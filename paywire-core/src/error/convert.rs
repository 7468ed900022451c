//! From implementations for converting between error types.

use crate::error::{ConfigValidationError, Error, NetworkError, ParseError};

/// Maximum length for error messages to prevent memory bloat from large HTTP responses.
pub(crate) const MAX_ERROR_MESSAGE_LEN: usize = 1024;

/// Truncates a string to a maximum length, adding "... (truncated)" if needed.
pub(crate) fn truncate_message(mut msg: String) -> String {
    if msg.len() > MAX_ERROR_MESSAGE_LEN {
        let mut cut = MAX_ERROR_MESSAGE_LEN;
        while !msg.is_char_boundary(cut) {
            cut -= 1;
        }
        msg.truncate(cut);
        msg.push_str("... (truncated)");
    }
    msg
}

impl From<NetworkError> for Error {
    fn from(e: NetworkError) -> Self {
        Error::Network(Box::new(e))
    }
}

impl From<ParseError> for Error {
    fn from(e: ParseError) -> Self {
        Error::Parse(Box::new(e))
    }
}

impl From<ConfigValidationError> for Error {
    fn from(e: ConfigValidationError) -> Self {
        Error::Config(Box::new(e))
    }
}

impl From<serde_json::Error> for Error {
    fn from(e: serde_json::Error) -> Self {
        Error::Parse(Box::new(ParseError::Json(e)))
    }
}

impl From<url::ParseError> for Error {
    fn from(e: url::ParseError) -> Self {
        Error::invalid_request(format!("Invalid URL: {e}"))
    }
}

impl From<reqwest::Error> for NetworkError {
    fn from(e: reqwest::Error) -> Self {
        if e.is_timeout() {
            NetworkError::Timeout
        } else if e.is_connect() {
            NetworkError::ConnectionFailed(truncate_message(e.to_string()))
        } else {
            NetworkError::Transport(Box::new(e))
        }
    }
}

impl From<reqwest::Error> for Error {
    fn from(e: reqwest::Error) -> Self {
        Error::Network(Box::new(NetworkError::from(e)))
    }
}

◆ **Exercise**:
Where does the word "reqwest" appear in the listing? List each line that holds it.

◆ **Solution to the problem**:
impl From<reqwest::Error> for NetworkError {
    fn from(e: reqwest::Error) -> Self {
impl From<reqwest::Error> for Error {
    fn from(e: reqwest::Error) -> Self {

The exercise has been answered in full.